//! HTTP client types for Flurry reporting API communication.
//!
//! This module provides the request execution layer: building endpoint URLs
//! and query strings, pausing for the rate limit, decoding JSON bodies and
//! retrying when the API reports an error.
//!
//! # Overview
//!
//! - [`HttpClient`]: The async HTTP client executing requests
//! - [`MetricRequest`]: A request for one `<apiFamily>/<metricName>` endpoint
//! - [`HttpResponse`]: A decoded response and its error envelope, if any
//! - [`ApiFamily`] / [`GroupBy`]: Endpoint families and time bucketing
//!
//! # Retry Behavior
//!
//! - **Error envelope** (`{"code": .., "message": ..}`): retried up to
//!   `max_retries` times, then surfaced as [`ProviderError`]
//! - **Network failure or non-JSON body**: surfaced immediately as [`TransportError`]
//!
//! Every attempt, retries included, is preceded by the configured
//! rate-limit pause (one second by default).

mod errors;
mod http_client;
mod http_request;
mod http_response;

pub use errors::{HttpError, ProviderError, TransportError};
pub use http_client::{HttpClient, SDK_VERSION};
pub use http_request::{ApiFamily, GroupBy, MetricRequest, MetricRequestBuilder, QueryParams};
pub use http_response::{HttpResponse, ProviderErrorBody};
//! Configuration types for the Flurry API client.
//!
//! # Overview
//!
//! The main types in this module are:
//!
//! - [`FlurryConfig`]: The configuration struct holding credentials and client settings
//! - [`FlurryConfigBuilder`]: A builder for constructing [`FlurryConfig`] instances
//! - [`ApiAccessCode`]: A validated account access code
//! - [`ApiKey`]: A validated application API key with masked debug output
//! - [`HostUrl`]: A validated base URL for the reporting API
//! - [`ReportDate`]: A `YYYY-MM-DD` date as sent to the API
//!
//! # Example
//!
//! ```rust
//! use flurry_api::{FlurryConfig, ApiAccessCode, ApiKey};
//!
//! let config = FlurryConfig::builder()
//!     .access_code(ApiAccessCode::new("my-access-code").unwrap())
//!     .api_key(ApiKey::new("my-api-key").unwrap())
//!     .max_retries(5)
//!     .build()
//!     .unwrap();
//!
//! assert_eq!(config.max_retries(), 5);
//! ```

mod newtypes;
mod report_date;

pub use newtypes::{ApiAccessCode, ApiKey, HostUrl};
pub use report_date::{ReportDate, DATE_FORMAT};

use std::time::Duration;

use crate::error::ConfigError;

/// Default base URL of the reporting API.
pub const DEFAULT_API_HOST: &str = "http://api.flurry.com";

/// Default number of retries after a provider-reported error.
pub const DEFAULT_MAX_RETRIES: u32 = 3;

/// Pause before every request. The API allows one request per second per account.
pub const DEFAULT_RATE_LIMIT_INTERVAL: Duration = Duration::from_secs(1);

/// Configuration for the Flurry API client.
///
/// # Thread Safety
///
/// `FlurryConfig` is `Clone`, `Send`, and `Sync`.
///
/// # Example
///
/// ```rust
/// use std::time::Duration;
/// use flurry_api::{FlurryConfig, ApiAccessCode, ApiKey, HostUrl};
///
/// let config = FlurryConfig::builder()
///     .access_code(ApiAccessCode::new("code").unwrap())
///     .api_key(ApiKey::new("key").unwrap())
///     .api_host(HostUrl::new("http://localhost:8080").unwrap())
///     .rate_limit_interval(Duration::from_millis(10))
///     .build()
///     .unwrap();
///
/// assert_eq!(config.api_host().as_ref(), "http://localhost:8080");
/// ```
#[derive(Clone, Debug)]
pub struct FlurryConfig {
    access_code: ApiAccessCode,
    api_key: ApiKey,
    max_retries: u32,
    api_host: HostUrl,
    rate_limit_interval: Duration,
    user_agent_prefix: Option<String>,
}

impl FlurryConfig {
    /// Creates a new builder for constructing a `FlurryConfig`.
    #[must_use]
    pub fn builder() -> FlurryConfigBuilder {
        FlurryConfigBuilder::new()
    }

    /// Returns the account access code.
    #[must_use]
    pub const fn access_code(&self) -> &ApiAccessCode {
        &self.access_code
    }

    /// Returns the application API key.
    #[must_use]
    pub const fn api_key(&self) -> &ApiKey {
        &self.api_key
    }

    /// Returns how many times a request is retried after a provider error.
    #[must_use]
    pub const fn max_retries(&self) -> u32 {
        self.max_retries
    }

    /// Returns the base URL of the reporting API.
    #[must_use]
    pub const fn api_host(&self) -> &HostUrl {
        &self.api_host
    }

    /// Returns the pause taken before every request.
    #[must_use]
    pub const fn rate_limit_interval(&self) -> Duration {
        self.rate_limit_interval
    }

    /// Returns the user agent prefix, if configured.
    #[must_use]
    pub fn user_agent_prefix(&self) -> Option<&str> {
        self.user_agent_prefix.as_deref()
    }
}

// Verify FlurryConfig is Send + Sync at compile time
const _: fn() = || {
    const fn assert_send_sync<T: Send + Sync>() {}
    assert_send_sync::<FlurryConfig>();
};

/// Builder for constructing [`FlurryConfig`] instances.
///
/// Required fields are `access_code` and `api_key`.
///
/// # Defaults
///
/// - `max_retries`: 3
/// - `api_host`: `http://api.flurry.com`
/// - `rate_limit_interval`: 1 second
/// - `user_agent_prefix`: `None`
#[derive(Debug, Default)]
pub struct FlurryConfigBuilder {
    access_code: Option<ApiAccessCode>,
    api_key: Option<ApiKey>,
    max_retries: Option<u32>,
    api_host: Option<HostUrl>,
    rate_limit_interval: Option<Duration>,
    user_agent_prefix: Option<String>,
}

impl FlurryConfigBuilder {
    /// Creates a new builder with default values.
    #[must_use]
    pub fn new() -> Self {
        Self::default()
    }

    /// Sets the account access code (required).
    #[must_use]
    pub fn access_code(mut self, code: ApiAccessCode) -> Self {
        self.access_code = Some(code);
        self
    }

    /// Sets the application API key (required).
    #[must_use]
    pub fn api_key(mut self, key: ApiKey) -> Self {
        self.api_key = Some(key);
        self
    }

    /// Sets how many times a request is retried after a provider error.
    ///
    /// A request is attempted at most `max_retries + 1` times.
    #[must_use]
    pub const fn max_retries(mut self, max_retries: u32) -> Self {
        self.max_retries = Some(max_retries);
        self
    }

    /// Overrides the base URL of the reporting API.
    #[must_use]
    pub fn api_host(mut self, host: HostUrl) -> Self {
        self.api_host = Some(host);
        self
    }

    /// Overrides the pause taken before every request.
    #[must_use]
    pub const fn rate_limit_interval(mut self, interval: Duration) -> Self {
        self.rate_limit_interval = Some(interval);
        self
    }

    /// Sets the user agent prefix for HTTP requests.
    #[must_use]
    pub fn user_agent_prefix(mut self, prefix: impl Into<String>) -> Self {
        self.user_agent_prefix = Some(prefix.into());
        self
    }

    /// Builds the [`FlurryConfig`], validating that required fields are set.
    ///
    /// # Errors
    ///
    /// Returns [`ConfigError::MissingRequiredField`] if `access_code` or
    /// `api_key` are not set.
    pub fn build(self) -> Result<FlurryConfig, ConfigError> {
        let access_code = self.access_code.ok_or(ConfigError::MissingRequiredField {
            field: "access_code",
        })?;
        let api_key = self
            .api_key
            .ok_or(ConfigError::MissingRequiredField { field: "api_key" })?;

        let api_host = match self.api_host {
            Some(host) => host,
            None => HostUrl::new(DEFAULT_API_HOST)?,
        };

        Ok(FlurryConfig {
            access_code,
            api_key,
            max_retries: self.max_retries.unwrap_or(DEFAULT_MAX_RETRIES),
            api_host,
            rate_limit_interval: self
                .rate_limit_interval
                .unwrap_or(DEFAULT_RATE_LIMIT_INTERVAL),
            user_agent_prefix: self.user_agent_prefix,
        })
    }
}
════
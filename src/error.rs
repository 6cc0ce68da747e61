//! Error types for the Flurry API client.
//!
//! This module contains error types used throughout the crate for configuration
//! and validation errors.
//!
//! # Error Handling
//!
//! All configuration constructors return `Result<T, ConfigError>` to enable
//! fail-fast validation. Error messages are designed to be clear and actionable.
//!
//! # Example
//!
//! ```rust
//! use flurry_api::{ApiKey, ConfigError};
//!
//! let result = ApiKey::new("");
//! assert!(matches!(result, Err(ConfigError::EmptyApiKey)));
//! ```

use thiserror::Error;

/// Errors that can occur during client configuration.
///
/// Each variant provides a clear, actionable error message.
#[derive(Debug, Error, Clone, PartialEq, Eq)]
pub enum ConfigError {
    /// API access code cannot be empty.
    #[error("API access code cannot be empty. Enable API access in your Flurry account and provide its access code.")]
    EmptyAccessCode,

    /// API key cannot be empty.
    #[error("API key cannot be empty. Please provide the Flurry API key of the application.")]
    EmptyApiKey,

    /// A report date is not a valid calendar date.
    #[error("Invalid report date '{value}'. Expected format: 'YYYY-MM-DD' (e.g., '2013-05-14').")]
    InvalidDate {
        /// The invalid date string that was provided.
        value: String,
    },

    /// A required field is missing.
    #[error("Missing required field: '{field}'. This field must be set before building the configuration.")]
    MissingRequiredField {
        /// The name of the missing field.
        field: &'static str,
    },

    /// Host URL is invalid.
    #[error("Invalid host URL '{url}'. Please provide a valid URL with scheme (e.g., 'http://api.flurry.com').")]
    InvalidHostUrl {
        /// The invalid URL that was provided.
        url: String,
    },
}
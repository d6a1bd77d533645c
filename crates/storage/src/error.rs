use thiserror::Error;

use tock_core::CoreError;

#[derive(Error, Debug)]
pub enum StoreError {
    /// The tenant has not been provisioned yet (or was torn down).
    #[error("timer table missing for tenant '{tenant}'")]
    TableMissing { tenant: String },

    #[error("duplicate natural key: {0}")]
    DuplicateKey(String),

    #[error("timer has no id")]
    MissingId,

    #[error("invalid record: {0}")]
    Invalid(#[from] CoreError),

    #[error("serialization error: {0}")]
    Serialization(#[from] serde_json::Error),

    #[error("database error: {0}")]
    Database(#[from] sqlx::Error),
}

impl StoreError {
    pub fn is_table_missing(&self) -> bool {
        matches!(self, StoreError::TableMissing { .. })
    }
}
════
● **EXERCISE PROMPT**
When a line of the entries above contains the word "account", include it in a tally, then give that tally alone.

● **THE ANSWER**
5